1. Session Establishment (Mutual Authentication and Key Derivation):
   • Before secure APDUs can be exchanged, the card and reader must authenticate each other and derive session keys. This is often done using commands like INITIALIZE UPDATE and EXTERNAL AUTHENTICATE in GlobalPlatform's Secure Channel Protocol (SCP).
   • Process:
     • The reader sends an INITIALIZE UPDATE command with a host challenge (random data).
     • The card responds with its own card challenge and a cryptogram (MAC computed over combined challenges using a static key).
     • The reader verifies the card's cryptogram, computes its own (host cryptogram), and sends it via EXTERNAL AUTHENTICATE.
     • Upon success, both sides derive session keys for encryption (ENC) and MAC computation using the challenges and static keys (e.g., via 3DES or AES in SCP02/SCP03).
   • This establishes a secure session with keys that are unique per session, preventing replay attacks.
2. Securing Command APDUs (C-APDU Wrapping):
   • Once the session is active, plain C-APDUs are modified:
     • CLA Byte Modification: The class byte (CLA) is altered to indicate SM mode. For example, in ISO 7816, specific bits in CLA signal secure messaging (e.g., bit 3 for proprietary SM, or values like 0x0C for SM with MAC).
     • Data Protection:
       • If confidentiality is required, the data field is encrypted using the session ENC key (e.g., DES, 3DES, or AES).
       • A MAC is computed over the header and (encrypted) data using the session MAC key, then appended (typically 4-8 bytes).
     • Chaining: For large data (>255 bytes), commands can be chained, with CLA indicating continuation.
   • The secured C-APDU might look like: Header (modified CLA) + Encrypted Data + MAC + Le.
3. Securing Response APDUs (R-APDU Wrapping):
   • The card processes the command and secures the response similarly:
     • Data is encrypted if needed.
     • A MAC is computed over the response data and status word, then appended.
     • The reader verifies the MAC, decrypts the data, and checks the status word.
   • If verification fails (e.g., MAC mismatch), the session may terminate for security.
4. Security Levels:
   • SM can be configured for different protections:
     • No SM: Plain APDU.
     • MAC Only: Integrity and authentication (e.g., SCP01).
     • MAC + ENC: Full confidentiality, integrity, and authentication (common in SCP02/SCP03).
   • In ICAO 9303 (for Machine Readable Travel Documents like ePassports), SM follows a similar pattern but uses specific algorithms like Triple-DES for older versions or AES for Secure Messaging v3.

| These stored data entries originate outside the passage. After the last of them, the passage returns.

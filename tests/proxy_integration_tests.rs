//! End-to-end tests: a real PromGate listener in front of a stub backend.

use std::convert::Infallible;
use std::net::SocketAddr;
use std::sync::Arc;
use std::sync::atomic::{AtomicUsize, Ordering};
use std::time::{Duration, SystemTime, UNIX_EPOCH};

use bytes::Bytes;
use http_body_util::{BodyExt, Full};
use hyper::body::Incoming;
use hyper::server::conn::http1;
use hyper::service::service_fn;
use hyper::{Request, Response, StatusCode};
use hyper_util::rt::TokioIo;
use tokio::net::TcpListener;
use tokio::sync::oneshot;
use tokio::task::JoinHandle;

use promgate::config::{FileConfig, Settings};
use promgate::connection::ConnectionTracker;
use promgate::{ProxyState, server};

// ===========================================
// Stub backend
// ===========================================

/// Records what the backend saw and how busy it was.
#[derive(Default)]
struct BackendState {
    delay: Duration,
    requests: AtomicUsize,
    in_flight: AtomicUsize,
    peak: AtomicUsize,
}

async fn backend_handler(
    req: Request<Incoming>,
    state: Arc<BackendState>,
) -> Result<Response<Full<Bytes>>, Infallible> {
    state.requests.fetch_add(1, Ordering::SeqCst);
    let now = state.in_flight.fetch_add(1, Ordering::SeqCst) + 1;
    state.peak.fetch_max(now, Ordering::SeqCst);

    let (parts, body) = req.into_parts();
    let body = body
        .collect()
        .await
        .map(|collected| collected.to_bytes())
        .unwrap_or_default();
    if !state.delay.is_zero() {
        tokio::time::sleep(state.delay).await;
    }
    state.in_flight.fetch_sub(1, Ordering::SeqCst);

    let status = if parts.uri.path().ends_with("/teapot") {
        StatusCode::IM_A_TEAPOT
    } else {
        StatusCode::OK
    };
    let custom = parts
        .headers
        .get("x-custom")
        .and_then(|v| v.to_str().ok())
        .unwrap_or("-")
        .to_string();
    let echo = format!(
        "{} {}\n{}",
        parts.method,
        parts.uri,
        String::from_utf8_lossy(&body)
    );

    let response = Response::builder()
        .status(status)
        .header("x-backend-server", "stub")
        .header("x-seen-custom", custom)
        .body(Full::new(Bytes::from(echo)))
        .unwrap();
    Ok(response)
}

async fn start_backend(state: Arc<BackendState>) -> SocketAddr {
    let listener = TcpListener::bind("127.0.0.1:0").await.unwrap();
    let addr = listener.local_addr().unwrap();

    tokio::spawn(async move {
        loop {
            let Ok((stream, _)) = listener.accept().await else {
                continue;
            };
            let state = state.clone();
            tokio::spawn(async move {
                let service = service_fn(move |req| backend_handler(req, state.clone()));
                let _ = http1::Builder::new()
                    .serve_connection(TokioIo::new(stream), service)
                    .await;
            });
        }
    });

    addr
}

// ===========================================
// Test environment
// ===========================================

struct TestEnvironment {
    proxy_addr: SocketAddr,
    backend: Arc<BackendState>,
    client: reqwest::Client,
    shutdown: Option<oneshot::Sender<()>>,
    server: JoinHandle<()>,
}

impl TestEnvironment {
    async fn start() -> Self {
        Self::start_with(4, Duration::from_secs(5), Duration::ZERO).await
    }

    async fn start_with(max_concurrency: usize, queue_timeout: Duration, delay: Duration) -> Self {
        let backend = Arc::new(BackendState {
            delay,
            ..Default::default()
        });
        let backend_addr = start_backend(backend.clone()).await;

        let yaml = format!(
            "server:\n  bind: \"127.0.0.1\"\n  max_concurrency: {max_concurrency}\nprometheus:\n  url: \"http://{backend_addr}\"\n  timeout_secs: 10\nrules:\n  allowed_spaces: [team-a, team-b]\n"
        );
        let mut settings = Settings::from_file_config(FileConfig::from_yaml(&yaml).unwrap()).unwrap();
        settings.proxy.queue_timeout = queue_timeout;
        let state = ProxyState::new(Arc::new(settings)).unwrap();

        let listener = TcpListener::bind("127.0.0.1:0").await.unwrap();
        let proxy_addr = listener.local_addr().unwrap();
        let (tx, rx) = oneshot::channel::<()>();
        let server = tokio::spawn(server::serve(
            listener,
            state,
            ConnectionTracker::new(),
            async {
                let _ = rx.await;
            },
        ));

        Self {
            proxy_addr,
            backend,
            client: reqwest::Client::new(),
            shutdown: Some(tx),
            server,
        }
    }

    fn url(&self, path: &str) -> String {
        format!("http://{}{}", self.proxy_addr, path)
    }

    async fn query(&self, path: &str, params: &[(&str, &str)]) -> (StatusCode, String) {
        let resp = self
            .client
            .get(self.url(path))
            .query(params)
            .send()
            .await
            .unwrap();
        let status = StatusCode::from_u16(resp.status().as_u16()).unwrap();
        (status, resp.text().await.unwrap())
    }

    fn backend_requests(&self) -> usize {
        self.backend.requests.load(Ordering::SeqCst)
    }

    async fn stop(mut self) {
        if let Some(tx) = self.shutdown.take() {
            let _ = tx.send(());
        }
        let _ = self.server.await;
    }
}

fn unix_now() -> u64 {
    SystemTime::now()
        .duration_since(UNIX_EPOCH)
        .unwrap()
        .as_secs()
}

// ===========================================
// Routing
// ===========================================

#[tokio::test]
async fn test_health_answers_locally() {
    let env = TestEnvironment::start().await;

    let (status, body) = env.query("/health", &[]).await;
    assert_eq!(status, StatusCode::OK);
    assert_eq!(body, "OK");
    assert_eq!(env.backend_requests(), 0);

    env.stop().await;
}

#[tokio::test]
async fn test_debug_parse_renders_tree() {
    let env = TestEnvironment::start().await;

    let (status, body) = env
        .query("/debug/parse", &[("query", "sum(rate(up{space=\"team-a\"}[5m]))")])
        .await;
    assert_eq!(status, StatusCode::OK);
    assert!(body.starts_with("Query: sum(rate(up{space=\"team-a\"}[5m]))"));
    assert!(body.contains("Simplified Expression Tree:"));
    assert!(body.contains("Call: rate()"));
    assert_eq!(env.backend_requests(), 0);

    env.stop().await;
}

#[tokio::test]
async fn test_pass_through_is_not_validated() {
    let env = TestEnvironment::start().await;

    let (status, body) = env
        .query("/api/v1/labels", &[("match[]", "up")])
        .await;
    assert_eq!(status, StatusCode::OK);
    assert!(body.starts_with("GET /api/v1/labels?match%5B%5D=up"));
    assert_eq!(env.backend_requests(), 1);

    env.stop().await;
}

// ===========================================
// Forwarding
// ===========================================

#[tokio::test]
async fn test_valid_query_forwarded() {
    let env = TestEnvironment::start().await;

    let resp = env
        .client
        .get(env.url("/api/v1/query"))
        .query(&[("query", "sum(rate(http_requests_total{space=\"team-a\"}[5m]))")])
        .header("x-custom", "kept")
        .send()
        .await
        .unwrap();

    assert_eq!(resp.status(), 200);
    assert_eq!(resp.headers()["x-backend-server"], "stub");
    assert_eq!(resp.headers()["x-seen-custom"], "kept");
    let body = resp.text().await.unwrap();
    assert!(body.starts_with("GET /api/v1/query?query="));

    env.stop().await;
}

#[tokio::test]
async fn test_backend_status_propagated() {
    let env = TestEnvironment::start().await;

    let (status, _) = env.query("/api/v1/status/teapot", &[]).await;
    assert_eq!(status, StatusCode::IM_A_TEAPOT);

    env.stop().await;
}

#[tokio::test]
async fn test_range_query_forwarded() {
    let env = TestEnvironment::start().await;
    let end = unix_now();
    let start = (end - 3600).to_string();
    let end = end.to_string();

    let (status, body) = env
        .query(
            "/api/v1/query_range",
            &[
                ("query", "up{space=\"team-b\"}"),
                ("start", &start),
                ("end", &end),
                ("step", "1m"),
            ],
        )
        .await;
    assert_eq!(status, StatusCode::OK, "{body}");
    assert_eq!(env.backend_requests(), 1);

    env.stop().await;
}

#[tokio::test]
async fn test_query_without_query_param_forwarded() {
    let env = TestEnvironment::start().await;

    let (status, _) = env.query("/api/v1/query", &[]).await;
    assert_eq!(status, StatusCode::OK);
    assert_eq!(env.backend_requests(), 1);

    env.stop().await;
}

#[tokio::test]
async fn test_form_post_forwarded_unchanged() {
    let env = TestEnvironment::start().await;

    let resp = env
        .client
        .post(env.url("/api/v1/query"))
        .form(&[("query", "up{space=\"team-a\"}")])
        .send()
        .await
        .unwrap();
    assert_eq!(resp.status(), 200);
    let body = resp.text().await.unwrap();
    assert!(body.starts_with("POST /api/v1/query\n"));
    assert!(body.ends_with("query=up%7Bspace%3D%22team-a%22%7D"));

    env.stop().await;
}

// ===========================================
// Rejections
// ===========================================

#[tokio::test]
async fn test_rejections_never_reach_backend() {
    let env = TestEnvironment::start().await;

    let cases: &[(&str, &[(&str, &str)], &str)] = &[
        (
            "/api/v1/query",
            &[("query", "up")],
            "all metrics in the query must have a 'space' label",
        ),
        (
            "/api/v1/query",
            &[("query", "vector(1)")],
            "query must contain at least one metric with a 'space' label",
        ),
        (
            "/api/v1/query",
            &[("query", "up{space=\"team-a\"} / node_load1")],
            "all metrics in the query must have a 'space' label",
        ),
        (
            "/api/v1/query",
            &[("query", "up{space=\"team-z\"}")],
            "space values team-z with matcher = are not allowed",
        ),
        (
            "/api/v1/query",
            &[("query", "up{space=\"team-a\"}"), ("time", "0")],
            "timestamp must be within 2h from now",
        ),
        (
            "/api/v1/query",
            &[("query", "increase(up{space=\"team-a\"}[2d])")],
            "increase function time range 48h cannot exceed 24h",
        ),
        (
            "/api/v1/query",
            &[("query", "sum(up{space=\"team-a\"}")],
            "invalid PromQL syntax",
        ),
        (
            "/api/v1/query_range",
            &[("query", "up{space=\"team-a\"}"), ("step", "30s")],
            "step must be at least 1 minute",
        ),
        (
            "/api/v1/query_range",
            &[("query", "up{space=\"team-a\"}"), ("step", "often")],
            "invalid step format",
        ),
    ];

    for (path, params, expected) in cases {
        let (status, body) = env.query(path, params).await;
        assert_eq!(status, StatusCode::BAD_REQUEST, "{params:?}");
        assert!(body.contains(expected), "{params:?}: {body}");
    }
    assert_eq!(env.backend_requests(), 0);

    env.stop().await;
}

#[tokio::test]
async fn test_form_body_cannot_bypass_validation() {
    let env = TestEnvironment::start().await;

    let resp = env
        .client
        .post(env.url("/api/v1/query?query=up%7Bspace%3D%22team-a%22%7D"))
        .form(&[("query", "up")])
        .send()
        .await
        .unwrap();
    assert_eq!(resp.status(), 400);
    assert_eq!(env.backend_requests(), 0);

    env.stop().await;
}

// ===========================================
// Admission
// ===========================================

#[tokio::test]
async fn test_admission_limits_backend_concurrency() {
    let env = Arc::new(
        TestEnvironment::start_with(2, Duration::from_secs(10), Duration::from_millis(300)).await,
    );

    let mut handles = Vec::new();
    for _ in 0..3 {
        let env = env.clone();
        handles.push(tokio::spawn(async move {
            env.query("/api/v1/query", &[("query", "up{space=\"team-a\"}")])
                .await
                .0
        }));
    }
    for handle in handles {
        assert_eq!(handle.await.unwrap(), StatusCode::OK);
    }

    assert_eq!(env.backend_requests(), 3);
    assert!(env.backend.peak.load(Ordering::SeqCst) <= 2);

    if let Ok(env) = Arc::try_unwrap(env) {
        env.stop().await;
    }
}

#[tokio::test]
async fn test_queued_request_cancelled_after_queue_timeout() {
    let env = Arc::new(
        TestEnvironment::start_with(1, Duration::from_millis(100), Duration::from_millis(1500))
            .await,
    );

    let first = {
        let env = env.clone();
        tokio::spawn(async move {
            env.query("/api/v1/query", &[("query", "up{space=\"team-a\"}")])
                .await
                .0
        })
    };
    tokio::time::sleep(Duration::from_millis(300)).await;

    let (status, body) = env
        .query("/api/v1/query", &[("query", "up{space=\"team-b\"}")])
        .await;
    assert_eq!(status, StatusCode::REQUEST_TIMEOUT);
    assert_eq!(body, "Request cancelled");

    // Pass-through traffic is not gated.
    let (status, _) = env.query("/health", &[]).await;
    assert_eq!(status, StatusCode::OK);

    assert_eq!(first.await.unwrap(), StatusCode::OK);
    assert_eq!(env.backend_requests(), 1);

    if let Ok(env) = Arc::try_unwrap(env) {
        env.stop().await;
    }
}

#[tokio::test]
async fn test_client_disconnect_while_queued_never_reaches_backend() {
    let env = Arc::new(
        TestEnvironment::start_with(1, Duration::from_secs(10), Duration::from_millis(800)).await,
    );

    let first = {
        let env = env.clone();
        tokio::spawn(async move {
            env.query("/api/v1/query", &[("query", "up{space=\"team-a\"}")])
                .await
                .0
        })
    };
    tokio::time::sleep(Duration::from_millis(200)).await;

    // Gives up while still waiting for the only slot.
    let err = env
        .client
        .get(env.url("/api/v1/query"))
        .query(&[("query", "up{space=\"team-b\"}")])
        .timeout(Duration::from_millis(100))
        .send()
        .await
        .unwrap_err();
    assert!(err.is_timeout());

    assert_eq!(first.await.unwrap(), StatusCode::OK);
    tokio::time::sleep(Duration::from_millis(200)).await;
    assert_eq!(env.backend_requests(), 1);

    // The abandoned wait did not keep the slot.
    let (status, _) = env
        .query("/api/v1/query", &[("query", "up{space=\"team-a\"}")])
        .await;
    assert_eq!(status, StatusCode::OK);
    assert_eq!(env.backend_requests(), 2);

    if let Ok(env) = Arc::try_unwrap(env) {
        env.stop().await;
    }
}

Examples of APDU with Secure Messaging​

• Plain SELECT FILE Command APDU (no SM): CLA=00, INS=A4, P1=04, P2=00, Lc=0E, Data=(file AID), Le=00.
• Secured Version (simplified, with MAC): CLA=0C (indicating SM), INS=A4, P1=04, P2=00, Lc=(length + MAC size), Data=(encrypted AID + MAC), Le=00.
• Status words in responses might indicate SM errors, like 0x6982 for "Security status not satisfied."

Applications and Standards​

• GlobalPlatform: Used in Java Cards for applet management; SM ensures secure loading/deletion of applets.
• ICAO 9303: For ePassports; SM protects biometric data reads.
• EMV: In contactless payments (e.g., via ISO 14443), SM secures transaction data.
• FIDO UAF: Maps authenticator commands to APDUs with SM for secure authentication.

Implementation Considerations​

• Libraries and Tools: In software, libraries like OpenSC handle SM transformations. For C#, implementations often follow ICAO or GlobalPlatform specs.
• Challenges: Key management is critical; static keys must be diversified per card. Session lifetimes can vary (e.g., per transaction or persistent).
• Transport Independence: SM works over contact (T=0/T=1) or contactless (ISO 14443) interfaces, as it's protocol-agnostic.

For deeper technical details, refer to ISO/IEC 7816-4 for APDU basics and GlobalPlatform specifications for SM protocols. If you're implementing this, ensure compliance with the specific card's secure channel protocol version.